Autogenerated metrics

Overview

This topic explains the metrics LaunchDarkly automatically generates from SDK events and how you can use them to monitor the health of your applications.

Metric events

An “event” happens when someone takes an action in your app, such as clicking on a button, or when a system takes an action, such as loading a page. Your SDKs send these metric events to LaunchDarkly, where, for certain event kinds, LaunchDarkly can automatically create metrics from those events. You can use these metrics with experiments and guarded rollouts to track how your flag changes affect your customers’ behavior.

LaunchDarkly autogenerates metrics:

Autogenerated metrics are marked on the Metrics list with an autogenerated tag. You can view the events that autogenerated these metrics from the Metrics list by clicking View, then Events.

Randomization units for autogenerated metrics

LaunchDarkly sets the randomization unit for autogenerated metrics to your account’s default context kind for experiments. For most accounts, the default context kind for experiments is user. However, you may have updated your default context kind to account, device, or some other context kind you use in experiments most often. To learn how to change the default context kind for experiments, read Map randomization units to context kinds.

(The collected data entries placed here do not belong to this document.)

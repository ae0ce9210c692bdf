//! Plain terminal output.

use std::time::Duration;

use crate::types::{format_duration, Field, PairId, Phase, TimerId};

use super::Renderer;

/// Renderer printing one line per change to stdout.
#[derive(Debug, Default)]
pub struct TerminalRenderer;

impl TerminalRenderer {
    pub fn new() -> Self {
        Self
    }

    fn phase_banner(phase: Phase) -> &'static str {
        match phase {
            Phase::Work => "== WORK ==",
            Phase::Break => "-- break --",
        }
    }

    fn progress_bar(percent: u8) -> String {
        let filled = usize::from(percent.min(100)) / 5;
        format!("[{}{}]", "#".repeat(filled), ".".repeat(20 - filled))
    }
}

impl Renderer for TerminalRenderer {
    fn render_remaining(&self, timer: TimerId, remaining: Duration) {
        println!("{timer}  {}", format_duration(remaining));
    }

    fn render_progress(&self, pair: PairId, percent: u8) {
        println!("{pair}  {} {percent:>3}%", Self::progress_bar(percent));
    }

    fn set_visual_phase(&self, pair: PairId, phase: Phase) {
        println!("{pair}  {}", Self::phase_banner(phase));
    }

    fn render_validation_error(&self, message: &str, field: Field) {
        eprintln!("{message} ({field})");
    }
}
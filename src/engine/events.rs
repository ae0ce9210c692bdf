//! Typed publish/subscribe channels.
//!
//! Every emitter in the engine owns one [`EventEmitter`] for its own event
//! enum. Subscribers receive an unbounded receiver; dropping it unsubscribes
//! and the sender is pruned on the next emission.

use tokio::sync::mpsc;

/// Fan-out of one event type to any number of subscribers.
#[derive(Debug)]
pub struct EventEmitter<E> {
    subscribers: Vec<mpsc::UnboundedSender<E>>,
}

impl<E: Clone> EventEmitter<E> {
    pub fn new() -> Self {
        Self {
            subscribers: Vec::new(),
        }
    }

    /// Registers a new subscriber, delivered after all existing ones.
    pub fn subscribe(&mut self) -> mpsc::UnboundedReceiver<E> {
        let (tx, rx) = mpsc::unbounded_channel();
        self.subscribers.push(tx);
        rx
    }

    /// Sends the event to every live subscriber in subscription order.
    pub fn emit(&mut self, event: &E) {
        self.subscribers.retain(|tx| tx.send(event.clone()).is_ok());
    }

    /// Number of subscribers still registered.
    ///
    /// Receivers dropped since the last emission are still counted.
    pub fn subscriber_count(&self) -> usize {
        self.subscribers.len()
    }
}

impl<E: Clone> Default for EventEmitter<E> {
    fn default() -> Self {
        Self::new()
    }
}
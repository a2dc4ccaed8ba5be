/// Default semispace size for the process-wide collector, in bytes.
pub const DEFAULT_REGION_SIZE: usize = lyre_gc::MAX_ALLOC_SIZE;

All autogenerated metrics are designed to work with a randomization unit of either user or request. Depending on your account’s default context kind for experiments, you may need to manually update the randomization unit for autogenerated metrics as needed. The recommended randomization units for each autogenerated metric are listed in the tables below. To learn how to manually update the randomization unit for a metric, read Edit metrics.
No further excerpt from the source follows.